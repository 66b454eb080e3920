//! `shrinkwatch-reconciliation`
//!
//! **Responsibility:** inventory reconciliation and shrinkage detection.
//!
//! Given a snapshot of product lifecycle counters and RFID shelf-scan events,
//! this crate works out whether stock is missing, how much, and what it is
//! worth:
//! - [`compute_discrepancy`]: per-product expected remaining, discrepancy, loss.
//! - [`reconcile`]: unsold scans cross-referenced against discrepancies.
//! - [`summarize`] / [`filter`]: dashboard metrics and reporting windows.
//!
//! Everything here is a pure function of its inputs: no IO, no shared state.
//! Records are owned by the caller and reached through [`InventorySource`].

pub mod config;
pub mod discrepancy;
pub mod error;
pub mod filter;
pub mod job;
pub mod listing;
pub mod model;
pub mod reconciler;
pub mod report;
pub mod scheduler;
pub mod source;
pub mod summary;
pub mod transfer;

pub use config::{ErrorPolicy, ReconciliationConfig};
pub use discrepancy::{DiscrepancyBatch, compute_batch, compute_discrepancy};
pub use error::ReconciliationError;
pub use filter::{FilterCriteria, ReportRecord, filter};
pub use job::ReconciliationJob;
pub use listing::{SortDirection, SortKey, discrepancy_records, search_products, sort_products};
pub use model::{
    DiscrepancyRecord, DiscrepancyResult, FailedProduct, InventoryMetrics, TheftOccurrence, UnmatchedScan,
    round_currency,
};
pub use reconciler::{OccurrenceMode, ReconciliationOutcome, reconcile, reconcile_at};
pub use report::InventoryReport;
pub use scheduler::{InventoryScope, LocalScheduler, ReconciliationScheduler};
pub use source::{InMemoryInventorySource, InventorySnapshot, InventorySource};
pub use summary::{BatchSummary, fold_batch, fold_metrics, summarize, summarize_strict};
pub use transfer::{TransferAudit, TransferCount, TransferStage, audit_shelf_sales, audit_transfer};
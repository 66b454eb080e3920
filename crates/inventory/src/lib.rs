//! Inventory input records.
//!
//! This crate contains the immutable snapshot records the reconciliation
//! engine consumes (products with lifecycle counters, RFID shelf-scan events),
//! validated at the boundary and free of IO.

pub mod product;
pub mod scan;

pub use product::Product;
pub use scan::{ScanEvent, ScanStatus};
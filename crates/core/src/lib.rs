//! `shrinkwatch-core`: domain foundation building blocks.
//!
//! This crate contains **pure domain** primitives (no infrastructure concerns).

pub mod entity;
pub mod error;
pub mod id;
pub mod value_object;

pub use entity::Entity;
pub use error::{DomainError, DomainResult};
pub use id::{InventoryId, ProductId, ReportId, SupplierId};
pub use value_object::ValueObject;
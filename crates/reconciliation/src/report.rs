use std::collections::HashSet;

use chrono::{DateTime, Utc};
use serde::{Deserialize, Serialize};

use shrinkwatch_core::{InventoryId, ReportId};

use crate::config::ReconciliationConfig;
use crate::model::{DiscrepancyResult, FailedProduct, InventoryMetrics};
use crate::reconciler::ReconciliationOutcome;

/// Everything a dashboard needs for one inventory, computed in one pass.
///
/// This is a derived view, not a stored record: running the same job on the
/// same snapshot at the same instant yields the same report (apart from
/// `report_id`).
#[derive(Debug, Clone, PartialEq, Eq, Serialize, Deserialize)]
#[serde(rename_all = "camelCase")]
pub struct InventoryReport {
    pub report_id: ReportId,
    pub inventory_id: InventoryId,
    pub generated_at: DateTime<Utc>,
    pub config: ReconciliationConfig,
    pub metrics: InventoryMetrics,
    /// Detail rows backing `metrics`, in product input order.
    pub discrepancies: Vec<DiscrepancyResult>,
    pub theft: ReconciliationOutcome,
    /// Products excluded from `metrics` and `discrepancies`.
    pub failed_products: Vec<FailedProduct>,
}

impl InventoryReport {
    /// True when every product was evaluated and every unsold scan matched.
    pub fn is_clean(&self) -> bool {
        self.failed_products.is_empty() && self.theft.unmatched_scans.is_empty()
    }

    /// Distinct products with at least one theft occurrence.
    pub fn theft_item_count(&self) -> usize {
        self.theft
            .occurrences
            .iter()
            .map(|o| &o.product_id)
            .collect::<HashSet<_>>()
            .len()
    }

    pub fn headline(&self) -> String {
        if self.theft.has_theft {
            format!(
                "theft detected for {} item(s) in {}; estimated loss {}",
                self.theft_item_count(),
                self.inventory_id,
                self.metrics.total_financial_loss_rounded()
            )
        } else {
            format!("no theft detected in {}", self.inventory_id)
        }
    }
}
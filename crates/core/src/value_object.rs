//! Value object trait: equality by value, not identity.
//!
//! Derived reconciliation outputs (discrepancies, metrics, theft occurrences)
//! have **no identity** - they are defined entirely by their attribute values
//! and can be recomputed from the same snapshot at any time.

/// Marker trait for value objects.
///
/// Value objects are **immutable** and **compared by value**. Recomputing a
/// value object from identical inputs must yield an equal value, which is what
/// makes reconciliation results safe to compare across runs.
///
/// ```ignore
/// #[derive(Debug, Clone, PartialEq)]
/// struct Shortfall {
///     units: u64,
/// }
///
/// impl ValueObject for Shortfall {}
///
/// assert_eq!(Shortfall { units: 5 }, Shortfall { units: 5 });
/// ```
pub trait ValueObject: Clone + PartialEq + core::fmt::Debug {}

□ □ □ □

- **Task to carry out**: Could you retype all of the entries exactly, leaving none out?

- **Completed task**:
repository 66b454eb080e3920
//! `shrinkwatch-reconciliation`
//!
//! **Responsibility:** inventory reconciliation and shrinkage detection.
//!
//! Given a snapshot of product lifecycle counters and RFID shelf-scan events,
//! this crate works out whether stock is missing, how much, and what it is
//! worth:
//! - [`compute_discrepancy`]: per-product expected remaining, discrepancy, loss.
//! - [`reconcile`]: unsold scans cross-referenced against discrepancies.
//! - [`summarize`] / [`filter`]: dashboard metrics and reporting windows.
//!
//! Everything here is a pure function of its inputs: no IO, no shared state.
//! Records are owned by the caller and reached through [`InventorySource`].

pub mod config;
pub mod discrepancy;
pub mod error;
pub mod filter;
pub mod job;
pub mod listing;
pub mod model;
pub mod reconciler;
pub mod report;
pub mod scheduler;
pub mod source;
pub mod summary;
pub mod transfer;

pub use config::{ErrorPolicy, ReconciliationConfig};
pub use discrepancy::{DiscrepancyBatch, compute_batch, compute_discrepancy};
pub use error::ReconciliationError;
pub use filter::{FilterCriteria, ReportRecord, filter};
pub use job::ReconciliationJob;
pub use listing::{SortDirection, SortKey, discrepancy_records, search_products, sort_products};
pub use model::{
    DiscrepancyRecord, DiscrepancyResult, FailedProduct, InventoryMetrics, TheftOccurrence, UnmatchedScan,
    round_currency,
};
pub use reconciler::{OccurrenceMode, ReconciliationOutcome, reconcile, reconcile_at};
pub use report::InventoryReport;
pub use scheduler::{InventoryScope, LocalScheduler, ReconciliationScheduler};
pub use source::{InMemoryInventorySource, InventorySnapshot, InventorySource};
pub use summary::{BatchSummary, fold_batch, fold_metrics, summarize, summarize_strict};
pub use transfer::{TransferAudit, TransferCount, TransferStage, audit_shelf_sales, audit_transfer};
repository 66b454eb080e3920
filename crates/inventory/src/lib.rs
//! Inventory input records.
//!
//! This crate contains the immutable snapshot records the reconciliation
//! engine consumes (products with lifecycle counters, RFID shelf-scan events),
//! validated at the boundary and free of IO.

pub mod product;
pub mod scan;

pub use product::Product;
pub use scan::{ScanEvent, ScanStatus};
filename crates/core/src/lib.rs
//! `shrinkwatch-core`: domain foundation building blocks.
//!
//! This crate contains **pure domain** primitives (no infrastructure concerns).

pub mod entity;
pub mod error;
pub mod id;
pub mod value_object;

pub use entity::Entity;
pub use error::{DomainError, DomainResult};
pub use id::{InventoryId, ProductId, ReportId, SupplierId};
pub use value_object::ValueObject;
filename crates/reconciliation/src/report.rs
use std::collections::HashSet;

use chrono::{DateTime, Utc};
use serde::{Deserialize, Serialize};

use shrinkwatch_core::{InventoryId, ReportId};

use crate::config::ReconciliationConfig;
use crate::model::{DiscrepancyResult, FailedProduct, InventoryMetrics};
use crate::reconciler::ReconciliationOutcome;

/// Everything a dashboard needs for one inventory, computed in one pass.
///
/// This is a derived view, not a stored record: running the same job on the
/// same snapshot at the same instant yields the same report (apart from
/// `report_id`).
#[derive(Debug, Clone, PartialEq, Eq, Serialize, Deserialize)]
#[serde(rename_all = "camelCase")]
pub struct InventoryReport {
    pub report_id: ReportId,
    pub inventory_id: InventoryId,
    pub generated_at: DateTime<Utc>,
    pub config: ReconciliationConfig,
    pub metrics: InventoryMetrics,
    /// Detail rows backing `metrics`, in product input order.
    pub discrepancies: Vec<DiscrepancyResult>,
    pub theft: ReconciliationOutcome,
    /// Products excluded from `metrics` and `discrepancies`.
    pub failed_products: Vec<FailedProduct>,
}

impl InventoryReport {
    /// True when every product was evaluated and every unsold scan matched.
    pub fn is_clean(&self) -> bool {
        self.failed_products.is_empty() && self.theft.unmatched_scans.is_empty()
    }

    /// Distinct products with at least one theft occurrence.
    pub fn theft_item_count(&self) -> usize {
        self.theft
            .occurrences
            .iter()
            .map(|o| &o.product_id)
            .collect::<HashSet<_>>()
            .len()
    }

    pub fn headline(&self) -> String {
        if self.theft.has_theft {
            format!(
                "theft detected for {} item(s) in {}; estimated loss {}",
                self.theft_item_count(),
                self.inventory_id,
                self.metrics.total_financial_loss_rounded()
            )
        } else {
            format!("no theft detected in {}", self.inventory_id)
        }
    }
}
filename crates/core/src/value_object.rs
//! Value object trait: equality by value, not identity.
//!
//! Derived reconciliation outputs (discrepancies, metrics, theft occurrences)
//! have **no identity** - they are defined entirely by their attribute values
//! and can be recomputed from the same snapshot at any time.

/// Marker trait for value objects.
///
/// Value objects are **immutable** and **compared by value**. Recomputing a
/// value object from identical inputs must yield an equal value, which is what
/// makes reconciliation results safe to compare across runs.
///
/// ```ignore
/// #[derive(Debug, Clone, PartialEq)]
/// struct Shortfall {
///     units: u64,
/// }
///
/// impl ValueObject for Shortfall {}
///
/// assert_eq!(Shortfall { units: 5 }, Shortfall { units: 5 });
/// ```
pub trait ValueObject: Clone + PartialEq + core::fmt::Debug {}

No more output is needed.